El gobierno, aun así, debe haber recibido la noticia como un ´uppercut´ a la mandíbula – dicho esto en el aniversario de la victoria de Monzón contra Benvenutti. Porque al mismo tiempo recomenzó el ascenso del dólar bursátil y el negro. O sea que “la casa está (en completo) desorden”, justo cuando una delegación del FMI recorre a oficialistas y opositores, y presta oídos a las grandes cámaras patronales. Le deja servido al FMI el planteo del ´ajuste´. La burguesía quiere un tipo de cambio único – llevar el comercial al nivel del dólar ahorro, que está arriba de 140 pesos, no por culpa de los buitres sino por decisión del gobierno popular. Como quiera que no controla el dólar, pero tampoco el vaciamiento del Banco Central, Guzmán le pidió a AF la cabeza del presidente del banco, con el apoyo de su copilota de gobierno. Él, por su lado, reafirmó la intención del gobierno de aumentar los subsidios al gas de pozo y al petróleo, y a aumentar las tarifas de servicios en 2001 – como lo acaba de poner en el Presupuesto. Las malas lenguas dicen que el principal beneficiario será Tecpetrol, la petrolera de Techint.

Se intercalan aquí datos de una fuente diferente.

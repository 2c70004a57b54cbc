// src/handlers/mod.rs

pub mod admin;
pub mod content;
pub mod posts;
pub mod signup;
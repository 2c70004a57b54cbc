// src/config.rs

use std::env;

use dotenvy::dotenv;

use crate::utils::{html::HtmlPolicy, ids::IdSource};

#[derive(Debug, Clone)]
pub struct Config {
    pub database_url: String,
    pub jwt_secret: String,
    /// Expected `aud` claim; skipped when unset.
    pub jwt_audience: Option<String>,
    pub rust_log: String,
    pub bind_addr: String,
    pub cors_origins: Vec<String>,
    /// Token role allowed into the admin surface.
    pub admin_role: String,
    /// Optional allowlist of admin emails. Empty means any `admin_role` token.
    pub admin_emails: Vec<String>,
    pub html_policy: HtmlPolicy,
    pub id_source: IdSource,
}

impl Config {
    pub fn from_env() -> Self {
        dotenv().ok();

        let database_url = env::var("DATABASE_URL")
            .expect("DATABASE_URL must be set");

        let jwt_secret = env::var("JWT_SECRET")
            .expect("JWT_SECRET must be set");

        let jwt_audience = env::var("JWT_AUDIENCE").ok().filter(|aud| !aud.is_empty());

        let rust_log = env::var("RUST_LOG")
            .unwrap_or_else(|_| "info".to_string());

        let bind_addr = env::var("BIND_ADDR")
            .unwrap_or_else(|_| "0.0.0.0:3000".to_string());

        let cors_origins = env::var("CORS_ORIGINS")
            .map(|raw| split_list(&raw))
            .unwrap_or_else(|_| {
                vec![
                    "http://localhost:5173".to_string(),
                    "http://127.0.0.1:5173".to_string(),
                ]
            });

        let admin_role = env::var("ADMIN_ROLE")
            .unwrap_or_else(|_| "authenticated".to_string());

        let admin_emails = env::var("ADMIN_EMAILS")
            .map(|raw| split_list(&raw))
            .unwrap_or_default();

        let html_policy = env::var("HTML_POLICY")
            .ok()
            .map(|raw| raw.parse().expect("HTML_POLICY must be 'denylist' or 'strict'"))
            .unwrap_or_default();

        let id_source = env::var("EXPORT_ID_SOURCE")
            .ok()
            .map(|raw| raw.parse().expect("EXPORT_ID_SOURCE must be 'uuid' or 'pseudo'"))
            .unwrap_or_default();

        Self {
            database_url,
            jwt_secret,
            jwt_audience,
            rust_log,
            bind_addr,
            cors_origins,
            admin_role,
            admin_emails,
            html_policy,
            id_source,
        }
    }
}

fn split_list(raw: &str) -> Vec<String> {
    raw.split(',')
        .map(str::trim)
        .filter(|item| !item.is_empty())
        .map(str::to_owned)
        .collect()
}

Como todos los malandrajes, el gobierno quiere cerrar el infortunio con una farsa – hacer aprobar la ´ley de la riqueza´, que grava a doscientos individuos por lo que cuesta unas jornadas de farra, y ya ha dicho que el grueso de lo que recaude va para YPF, que no queda en Guernica. YPF es una compañía internacional que cotiza a precio ruin en Nueva York, y el trío de AF-CFK-Sergio Massa prometió hacerla subir. El gobierno demoró el proyecto cuando la curva de contagios y fallecimientos subía, y lo quiere aprobar cuando acaba de archivar el Ingreso Familiar de Emergencia. Ha evitado que el proyecto de Heller sirva de alguna migaja al pueblo.

Entretanto, en quince días las capitales del país se adornarán con árboles navideños. Para entonces, los capitalistas prometen que se podrá comprar el pan dulce en tres cuotas sin interés. Los trabajadores no son indiferentes a lo que ocurre, toman nota de todo. Pasarán la factura, al contado.